How to complete this task:
Return all lines below containing the word "never".

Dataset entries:
- - -

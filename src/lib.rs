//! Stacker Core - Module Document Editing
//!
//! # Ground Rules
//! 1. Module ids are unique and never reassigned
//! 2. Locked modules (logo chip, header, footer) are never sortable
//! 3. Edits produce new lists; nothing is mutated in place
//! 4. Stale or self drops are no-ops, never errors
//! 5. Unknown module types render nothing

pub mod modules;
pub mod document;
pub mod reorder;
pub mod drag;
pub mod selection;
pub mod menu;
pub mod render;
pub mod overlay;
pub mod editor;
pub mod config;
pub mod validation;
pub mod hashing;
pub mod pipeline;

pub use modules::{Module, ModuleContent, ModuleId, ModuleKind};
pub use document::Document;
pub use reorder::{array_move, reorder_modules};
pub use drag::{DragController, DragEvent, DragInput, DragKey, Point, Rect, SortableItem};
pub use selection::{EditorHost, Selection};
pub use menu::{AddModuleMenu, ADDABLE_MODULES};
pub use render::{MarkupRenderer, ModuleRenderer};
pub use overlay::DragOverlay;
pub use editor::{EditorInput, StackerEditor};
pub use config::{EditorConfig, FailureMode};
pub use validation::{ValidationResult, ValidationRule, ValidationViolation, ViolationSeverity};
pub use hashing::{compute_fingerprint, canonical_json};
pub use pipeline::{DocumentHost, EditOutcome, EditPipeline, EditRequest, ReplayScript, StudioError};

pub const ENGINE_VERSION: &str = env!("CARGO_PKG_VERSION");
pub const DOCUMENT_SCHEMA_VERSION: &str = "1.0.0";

- - -

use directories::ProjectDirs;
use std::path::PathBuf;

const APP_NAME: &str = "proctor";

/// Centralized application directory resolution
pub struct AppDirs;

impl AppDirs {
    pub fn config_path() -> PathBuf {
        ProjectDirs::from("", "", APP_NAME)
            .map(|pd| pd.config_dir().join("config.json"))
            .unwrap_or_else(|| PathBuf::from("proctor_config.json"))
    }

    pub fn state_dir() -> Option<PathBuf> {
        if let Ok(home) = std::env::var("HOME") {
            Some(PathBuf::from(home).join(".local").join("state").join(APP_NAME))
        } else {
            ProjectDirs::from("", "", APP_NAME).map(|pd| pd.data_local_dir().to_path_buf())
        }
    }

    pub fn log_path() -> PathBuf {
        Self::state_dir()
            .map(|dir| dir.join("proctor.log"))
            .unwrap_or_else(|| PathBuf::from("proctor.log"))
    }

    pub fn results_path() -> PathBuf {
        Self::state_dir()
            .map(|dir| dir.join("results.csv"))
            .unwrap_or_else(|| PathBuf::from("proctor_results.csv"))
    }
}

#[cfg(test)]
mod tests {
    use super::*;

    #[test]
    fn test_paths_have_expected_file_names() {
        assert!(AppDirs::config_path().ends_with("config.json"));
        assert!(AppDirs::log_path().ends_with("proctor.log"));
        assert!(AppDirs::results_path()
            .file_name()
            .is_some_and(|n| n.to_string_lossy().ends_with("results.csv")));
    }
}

- - -

Written response:
//! 1. Module ids are unique and never reassigned
//! 2. Locked modules (logo chip, header, footer) are never sortable
//! 4. Stale or self drops are no-ops, never errors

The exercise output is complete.